Would you set down every entry shown below, precisely as written?

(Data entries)
BEGIN

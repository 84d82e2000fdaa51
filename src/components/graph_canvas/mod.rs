//! Pan/zoom canvas view of a research graph.
//!
//! Renders vertices as icon glyphs on circular backgrounds with titles
//! below, and edges as straight lines (dashed for siblings, arrowed for
//! parents) over a dot grid.
//!
//! # Example
//!
//! ```ignore
//! let (action, set_action) = signal(None::<CanvasAction>);
//! view! { <GraphCanvas graph=graph language="en".to_string() actions=set_action /> }
//! ```

mod component;
pub mod interaction;
pub mod metrics;
pub mod render;
pub mod surface;
pub mod theme;
pub mod viewport;

pub use component::GraphCanvas;
pub use interaction::{CanvasAction, CanvasInput, PointerButton, Selection};
pub use theme::Theme;
pub use viewport::{CursorMode, Viewport, ZoomDirection};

END

RESPONSE:
repository 84d82e2000fdaa51
filename src/components/graph_canvas/mod.rs
//! Pan/zoom canvas view of a research graph.
//!
//! Renders vertices as icon glyphs on circular backgrounds with titles
//! below, and edges as straight lines (dashed for siblings, arrowed for
//! parents) over a dot grid.
//!
//! # Example
//!
//! ```ignore
//! let (action, set_action) = signal(None::<CanvasAction>);
//! view! { <GraphCanvas graph=graph language="en".to_string() actions=set_action /> }
//! ```

mod component;
pub mod interaction;
pub mod metrics;
pub mod render;
pub mod surface;
pub mod theme;
pub mod viewport;

pub use component::GraphCanvas;
pub use interaction::{CanvasAction, CanvasInput, PointerButton, Selection};
pub use theme::Theme;
pub use viewport::{CursorMode, Viewport, ZoomDirection};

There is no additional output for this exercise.